O prefácio do cardeal Burke começa por felicitar os autores do livro e vai direto ao propósito de derrubar a própria razão de ser do Sínodo, pelo “evidente e grave dano que está a causar ao Corpo Místico de Cristo”:

“Dizem-nos que a Igreja que professamos, em comunhão com os nossos antepassados na fé desde o tempo dos apóstolos, como sendo una, santa, católica e apostólica, deve agora ser definida pela sinodalidade, um termo que não tem história na doutrina da Igreja e para o qual não existe definição razoável”, considera.

O cardeal pretende, depois, insinuar que aquilo que vai agora acontecer em Roma é “uma revolução para mudar radicalmente a Igreja”, algo que, para ele, já foi posto em prática com o Sínodo de Würtzburg, na Alemanha, que decorreu entre 1971 e 1975.

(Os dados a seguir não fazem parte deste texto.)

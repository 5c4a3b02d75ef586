//! Janus gateway server.
//!
//! Startup order: logging, configuration (fatal on error, exit 1), the
//! vault sidecar, the worker supervisor (exit 3 on IPC setup failure), then
//! the HTTP listener (exit 2 if no port can be bound). SIGTERM/SIGINT start
//! a graceful drain; an all-quarantined worker pool exits 4.

mod port;

use actix_web::{middleware::Compress, App, HttpServer};
use chrono::Utc;
use log::{error, info, warn};
use std::process::Stdio;
use std::sync::Arc;
use std::time::Duration;
use tokio::signal::unix::{signal, SignalKind};

use janus_rs::cluster::{Supervisor, WorkerRegistry};
use janus_rs::config::settings::load_settings;
use janus_rs::config::validation::ConfigValidator;
use janus_rs::gateway::admission::{Admission, AdmissionState};
use janus_rs::gateway::quality::{QualityGate, QualityMonitor};
use janus_rs::gateway::rate_limit::RateLimit;
use janus_rs::gateway::routes::{configure_catch_all, configure_health, HealthState};
use janus_rs::gateway::GatewayHandler;
use janus_rs::logs::logger::configure_logger;
use janus_rs::plugins::PluginManager;
use janus_rs::services::health::probe_loop;
use tokio_util::sync::CancellationToken;

const EXIT_CONFIG: i32 = 1;
const EXIT_BIND: i32 = 2;
const EXIT_IPC: i32 = 3;
const EXIT_QUARANTINE: i32 = 4;

#[actix_web::main]
async fn main() {
    configure_logger("gateway");

    let settings = match load_settings() {
        Ok(settings) => Arc::new(settings),
        Err(e) => {
            error!("Configuration error: {}", e);
            std::process::exit(EXIT_CONFIG);
        }
    };

    let validation = ConfigValidator::validate_comprehensive(&settings);
    if !validation.is_valid() {
        error!("Configuration validation failed:");
        for e in &validation.errors {
            error!("  - {}", e);
        }
        std::process::exit(EXIT_CONFIG);
    }
    validation.report();
    if let Err(e) = janus_rs::config::settings::freeze(Arc::clone(&settings)) {
        error!("{}", e);
        std::process::exit(EXIT_CONFIG);
    }
    info!(
        "Starting Janus gateway v{} ({} warning(s))",
        env!("CARGO_PKG_VERSION"),
        validation.warnings.len()
    );

    // Vault sidecar first: workers connect to it during their own startup.
    let mut vault_child = if settings.xems.enable {
        match spawn_vault(&settings) {
            Ok(child) => Some(child),
            Err(e) => {
                error!("Vault sidecar failed to start: {}", e);
                std::process::exit(EXIT_IPC);
            }
        }
    } else {
        None
    };

    // Worker pool.
    let registry = Arc::new(WorkerRegistry::new(settings.cluster.strategy));
    let supervisor = Supervisor::new(Arc::clone(&settings), Arc::clone(&registry));
    if let Err(e) = Arc::clone(&supervisor).start().await {
        error!("Worker startup failed: {}", e);
        std::process::exit(EXIT_IPC);
    }

    // Gateway-side plugin pipeline. Registration happens here, before seal;
    // v1 ships none built in.
    let mut plugins = PluginManager::new(&settings.plugin_permissions);
    plugins.seal();
    let plugins = Arc::new(plugins);

    let admission = AdmissionState::new(
        settings.request_management.concurrency.clone(),
        settings.request_management.payload.clone(),
    );
    let quality = QualityMonitor::new();
    let handler = Arc::new(GatewayHandler::new(
        Arc::clone(&settings),
        Arc::clone(&registry),
        Arc::clone(&plugins),
        Arc::clone(&quality),
    ));

    let shutdown = CancellationToken::new();
    if let Some(pool) = handler.upstream_pool() {
        tokio::spawn(probe_loop(
            pool.clone(),
            settings.network.proxy.health_check.clone(),
            shutdown.clone(),
        ));
    }

    let health_state = actix_web::web::Data::new(HealthState {
        started_at: Utc::now(),
        registry: Arc::clone(&registry),
        admission: Arc::clone(&admission),
        upstreams: handler.upstream_pool().cloned(),
    });

    let Some(bound_port) = port::resolve(&settings.server) else {
        error!(
            "Could not bind {}:{} (auto switch {})",
            settings.server.host,
            settings.server.port,
            if settings.server.auto_port_switch.enabled {
                "exhausted"
            } else {
                "disabled"
            }
        );
        std::process::exit(EXIT_BIND);
    };

    let keep_alive = if settings.network.connection.keep_alive.enabled {
        Duration::from_millis(settings.network.connection.keep_alive.timeout)
    } else {
        Duration::ZERO
    };

    let server = {
        let host = settings.server.host.clone();
        let settings = Arc::clone(&settings);
        let admission = Arc::clone(&admission);
        let quality = Arc::clone(&quality);
        let plugins = Arc::clone(&plugins);
        let handler = Arc::clone(&handler);
        let health_state = health_state.clone();
        HttpServer::new(move || {
            App::new()
                .wrap(Compress::default())
                .wrap(QualityGate::new(
                    Arc::clone(&quality),
                    settings.request_management.network_quality.clone(),
                ))
                .wrap(RateLimit::new(
                    settings.network.rate_limit.clone(),
                    Arc::clone(&plugins),
                ))
                .wrap(Admission::new(Arc::clone(&admission)))
                .configure(|cfg| configure_health(cfg, health_state.clone()))
                .configure(|cfg| {
                    configure_catch_all(
                        cfg,
                        Arc::clone(&handler),
                        settings.request_management.payload.max_body_size,
                    )
                })
        })
        .keep_alive(keep_alive)
        .bind((host.as_str(), bound_port))
    };

    let server = match server {
        Ok(server) => server.run(),
        Err(e) => {
            error!("Bind failed on port {}: {}", bound_port, e);
            std::process::exit(EXIT_BIND);
        }
    };
    let server_handle = server.handle();
    info!(
        "Gateway listening on {}:{}",
        settings.server.host, bound_port
    );

    let mut sigterm = match signal(SignalKind::terminate()) {
        Ok(s) => s,
        Err(e) => {
            error!("Signal handler setup failed: {}", e);
            std::process::exit(EXIT_CONFIG);
        }
    };
    let mut sighup = signal(SignalKind::hangup()).ok();
    let unrecoverable = supervisor.unrecoverable_token();

    let mut exit_code = 0;
    tokio::select! {
        result = server => {
            if let Err(e) = result {
                error!("Server error: {}", e);
                exit_code = EXIT_CONFIG;
            }
        }
        _ = tokio::signal::ctrl_c() => {
            info!("SIGINT received, draining");
        }
        _ = sigterm.recv() => {
            info!("SIGTERM received, draining");
        }
        _ = async {
            // SIGHUP is reserved for config reload; acknowledge and continue.
            loop {
                match sighup.as_mut() {
                    Some(hup) => {
                        hup.recv().await;
                        warn!("SIGHUP received; config reload is not implemented, ignoring");
                    }
                    None => std::future::pending::<()>().await,
                }
            }
        } => {}
        _ = unrecoverable.cancelled() => {
            error!("Worker pool unrecoverable, shutting down");
            exit_code = EXIT_QUARANTINE;
        }
    }

    // Stop accepting, then drain workers within the configured budget.
    shutdown.cancel();
    server_handle.stop(true).await;
    let drained = supervisor
        .shutdown(Duration::from_millis(settings.cluster.shutdown_timeout))
        .await;
    if !drained && exit_code == 0 {
        exit_code = EXIT_CONFIG;
    }

    // The vault snapshots on TERM; give it a moment before we leave.
    if let Some(child) = vault_child.as_mut() {
        if let Some(pid) = child.id() {
            unsafe {
                libc::kill(pid as libc::pid_t, libc::SIGTERM);
            }
        }
        let _ = tokio::time::timeout(Duration::from_secs(5), child.wait()).await;
    }

    info!("Gateway stopped (exit {})", exit_code);
    std::process::exit(exit_code);
}

fn spawn_vault(
    settings: &janus_rs::models::settings::Settings,
) -> std::io::Result<tokio::process::Child> {
    let socket = settings.ipc.vault_socket();
    if let Some(dir) = socket.parent() {
        std::fs::create_dir_all(dir)?;
    }
    let mut command = tokio::process::Command::new("janus-vault");
    command
        .env("JANUS_VAULT_SOCKET", &socket)
        .stdin(Stdio::null());
    if let Ok(config_path) = std::env::var("JANUS_CONFIG_PATH") {
        command.env("JANUS_CONFIG_PATH", config_path);
    }
    let child = command.spawn()?;
    info!("Vault sidecar spawned (pid {:?})", child.id());
    Ok(child)
}
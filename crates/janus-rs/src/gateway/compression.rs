//! Response compression policy.
//!
//! Actual encoding and `Accept-Encoding` negotiation are done by actix's
//! `Compress` middleware; the crate's enabled compress features (brotli,
//! gzip, deflate) bound what it may pick. This module owns the policy side:
//! when a response is exempt (too small, or a content type not worth
//! compressing). Exempt responses get `Content-Encoding: identity` stamped
//! before the compressor sees them, which tells it to pass the body through
//! untouched.

use crate::models::settings::CompressionSettings;

/// Whether a response should bypass compression entirely.
pub fn exempt(settings: &CompressionSettings, content_type: Option<&str>, body_len: usize) -> bool {
    if !settings.enabled {
        return true;
    }
    if body_len < settings.threshold {
        return true;
    }
    match content_type {
        Some(ct) => !settings
            .content_types
            .iter()
            .any(|prefix| ct.starts_with(prefix.as_str())),
        None => true,
    }
}

#[cfg(test)]
mod tests {
    use super::*;

    fn settings() -> CompressionSettings {
        CompressionSettings::default()
    }

    #[test]
    fn small_bodies_are_exempt() {
        let s = settings();
        assert!(exempt(&s, Some("application/json"), 10));
        assert!(!exempt(&s, Some("application/json"), 4096));
    }

    #[test]
    fn threshold_boundary_is_inclusive() {
        let s = settings();
        assert!(exempt(&s, Some("text/html"), s.threshold - 1));
        assert!(!exempt(&s, Some("text/html"), s.threshold));
    }

    #[test]
    fn non_matching_content_types_are_exempt() {
        let s = settings();
        assert!(exempt(&s, Some("image/png"), 1 << 20));
        assert!(exempt(&s, None, 1 << 20));
        assert!(!exempt(&s, Some("text/css"), 1 << 20));
    }

    #[test]
    fn disabled_compression_exempts_everything() {
        let mut s = settings();
        s.enabled = false;
        assert!(exempt(&s, Some("text/html"), 1 << 20));
    }
}
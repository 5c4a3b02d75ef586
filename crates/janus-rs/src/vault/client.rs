//! Worker-side handle to the vault sidecar.
//!
//! One connection per worker process, multiplexed by correlation id so
//! concurrent request handlers can touch their sessions without serializing
//! on each other. Ordering guarantees come from the sidecar's single event
//! loop, not from this client.

use bytes::Bytes;
use log::warn;
use std::collections::HashMap;
use std::path::Path;
use std::sync::Arc;
use thiserror::Error;
use tokio::io::{AsyncReadExt, AsyncWriteExt};
use tokio::net::{unix::OwnedWriteHalf, UnixStream};
use tokio::sync::{oneshot, Mutex};
use uuid::Uuid;

use crate::protocol::{codec, Frame, FrameDecoder, FrameKind};

use super::server::{VaultRequest, VaultResponse};
use super::store::VaultError;

/// Errors raised on the worker side of a vault call.
#[derive(Error, Debug)]
pub enum VaultClientError {
    #[error("Vault connection error: {0}")]
    Io(#[from] std::io::Error),

    #[error("Vault connection closed")]
    Closed,

    #[error(transparent)]
    Vault(VaultError),

    /// The sidecar answered with an error kind this client does not know.
    #[error("Vault protocol error: {0}")]
    Protocol(String),
}

/// Maps a failure reply back to the store error, using the variant data the
/// sidecar attached to the response.
fn vault_error_from(response: &VaultResponse) -> VaultClientError {
    match response.error.as_deref().unwrap_or("unknown") {
        "vault-full" => VaultClientError::Vault(VaultError::VaultFull {
            capacity: response.capacity.unwrap_or(0),
        }),
        "not-found" => VaultClientError::Vault(VaultError::NotFound),
        "expired" => VaultClientError::Vault(VaultError::Expired),
        "rotated" => VaultClientError::Vault(VaultError::Rotated),
        "crypto" => VaultClientError::Vault(VaultError::Crypto),
        other => VaultClientError::Protocol(other.to_string()),
    }
}

struct ClientInner {
    writer: Mutex<OwnedWriteHalf>,
    pending: Mutex<HashMap<Uuid, oneshot::Sender<VaultResponse>>>,
    max_frame_size: usize,
}

/// Cloneable vault handle shared by all request handlers in a worker.
#[derive(Clone)]
pub struct VaultClient {
    inner: Arc<ClientInner>,
}

impl VaultClient {
    /// Connects to the sidecar socket and starts the reader task.
    pub async fn connect(path: &Path, max_frame_size: usize) -> std::io::Result<Self> {
        let stream = UnixStream::connect(path).await?;
        let (read_half, write_half) = stream.into_split();

        let inner = Arc::new(ClientInner {
            writer: Mutex::new(write_half),
            pending: Mutex::new(HashMap::new()),
            max_frame_size,
        });

        let reader_inner = Arc::clone(&inner);
        tokio::spawn(async move {
            reader_loop(reader_inner, read_half).await;
        });

        Ok(Self { inner })
    }

    pub async fn create(
        &self,
        sandbox: &str,
        payload: &[u8],
        ttl_ms: Option<u64>,
    ) -> Result<String, VaultClientError> {
        use base64::Engine as _;
        let response = self
            .call(VaultRequest {
                op: "create".to_string(),
                sandbox: Some(sandbox.to_string()),
                token: None,
                payload_b64: Some(base64::engine::general_purpose::STANDARD.encode(payload)),
                ttl_ms,
            })
            .await?;
        response
            .token
            .ok_or_else(|| VaultClientError::Protocol("create reply without token".to_string()))
    }

    pub async fn read(&self, token: &str) -> Result<Vec<u8>, VaultClientError> {
        use base64::Engine as _;
        let response = self
            .call(VaultRequest {
                op: "read".to_string(),
                sandbox: None,
                token: Some(token.to_string()),
                payload_b64: None,
                ttl_ms: None,
            })
            .await?;
        let b64 = response
            .payload_b64
            .ok_or_else(|| VaultClientError::Protocol("read reply without payload".to_string()))?;
        base64::engine::general_purpose::STANDARD
            .decode(b64)
            .map_err(|_| VaultClientError::Protocol("read reply payload not base64".to_string()))
    }

    pub async fn rotate(&self, token: &str) -> Result<String, VaultClientError> {
        let response = self
            .call(VaultRequest {
                op: "rotate".to_string(),
                sandbox: None,
                token: Some(token.to_string()),
                payload_b64: None,
                ttl_ms: None,
            })
            .await?;
        response
            .token
            .ok_or_else(|| VaultClientError::Protocol("rotate reply without token".to_string()))
    }

    pub async fn destroy(&self, token: &str) -> Result<(), VaultClientError> {
        self.call(VaultRequest {
            op: "destroy".to_string(),
            sandbox: None,
            token: Some(token.to_string()),
            payload_b64: None,
            ttl_ms: None,
        })
        .await
        .map(|_| ())
    }

    /// Asks the sidecar to write a snapshot now.
    pub async fn persist(&self) -> Result<(), VaultClientError> {
        self.call(VaultRequest {
            op: "persist".to_string(),
            sandbox: None,
            token: None,
            payload_b64: None,
            ttl_ms: None,
        })
        .await
        .map(|_| ())
    }

    async fn call(&self, request: VaultRequest) -> Result<VaultResponse, VaultClientError> {
        let correlation = Uuid::new_v4();
        let (tx, rx) = oneshot::channel();
        self.inner.pending.lock().await.insert(correlation, tx);

        let payload = serde_json::to_vec(&request)
            .map_err(|e| VaultClientError::Protocol(e.to_string()))?;
        let frame = Frame::new(FrameKind::Req, correlation, Bytes::from(payload));
        let wire = codec::encode(&frame, self.inner.max_frame_size)
            .map_err(|e| VaultClientError::Protocol(e.to_string()))?;

        {
            let mut writer = self.inner.writer.lock().await;
            if let Err(e) = writer.write_all(&wire).await {
                self.inner.pending.lock().await.remove(&correlation);
                return Err(e.into());
            }
        }

        let response = rx.await.map_err(|_| VaultClientError::Closed)?;
        if response.ok {
            Ok(response)
        } else {
            Err(vault_error_from(&response))
        }
    }
}

async fn reader_loop(inner: Arc<ClientInner>, mut reader: tokio::net::unix::OwnedReadHalf) {
    let mut decoder = FrameDecoder::new(inner.max_frame_size);
    loop {
        match decoder.decode_next() {
            Ok(Some(frame)) => {
                if frame.kind != FrameKind::Resp {
                    continue;
                }
                let response: VaultResponse = match serde_json::from_slice(&frame.payload) {
                    Ok(r) => r,
                    Err(e) => {
                        warn!("Vault reply payload malformed, dropping connection: {}", e);
                        break;
                    }
                };
                if let Some(tx) = inner.pending.lock().await.remove(&frame.correlation) {
                    let _ = tx.send(response);
                }
            }
            Ok(None) => match reader.read_buf(decoder.buffer_mut()).await {
                Ok(0) => break,
                Ok(_) => continue,
                Err(_) => break,
            },
            Err(e) => {
                warn!("Vault reply stream codec error: {}", e);
                break;
            }
        }
    }
    // Fail everything still in flight so callers see Closed, not a hang.
    inner.pending.lock().await.clear();
}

Não se trata de uma questão puramente teórica, acrescenta Burke, pois assenta numa “ideologia contemporânea que nega muito do que a Igreja sempre ensinou e praticou” e que, também ela “já foi posta em prática, há alguns anos, na Igreja da Alemanha, espalhando amplamente a confusão e o erro e o seu fruto, a divisão – e mesmo o cisma –, com grave prejuízo para muitas almas”. Os resultados do Sínodo sobre a sinodalidade, não poderão ser diferentes e, diz, já começaram a surgir na preparação do Sínodo a nível local.

Este livro, que tem uma tradução em italiano, tem sido objeto de significativa atenção, sobretudo por parte de meios que têm, tal como o cardeal Raymond Burke, uma posição crítica e mesmo de combate ao pontificado do Papa Francisco.

Burke e Strickland estão longe de ser os únicos membros da hierarquia que lidaram e lidam mal com o atual processo sinodal, percebendo-o como uma ameaça ao modelo de Igreja do passado a que estão agarrados. Recorde-se que o cardeal Zen, de Hong Kong, que esteve preso devido à lei de segurança que as autoridades chinesas impuseram no território, se manifestou também muito preocupado com o Sínodo porque, tal como Burke, considera que o que se fez na Alemanha (não o de anos recentes, mas o dos anos 70) levou, segundo disse, à deserção de muitos católicos.

Por sua vez, o falecido cardeal George Pell terá afirmado que o Sínodo seria um “pesadelo tóxico”, ao passo que o cardeal Gerhard Müller, ex-prefeito da Congregação para a Doutrina da Fé, lhe chamou uma “tomada de controlo hostil”. Este último terá oportunidade, no entanto, de partilhar os seus pontos de vista e escutar as dos outros na própria aula sinodal, já que o Papa o incluiu na lista dos seus convidados.

Em todo o caso, mais do que estas vozes barulhentas, hoje bastante desacreditadas, é sobretudo de ter em conta a ‘multidão’ dos bispos que executam as ordens que vêm de Roma, mas continuam a assumir o processo sinodal como uma “mania do Papa” ou uma moda que mais tarde ou mais cedo passará.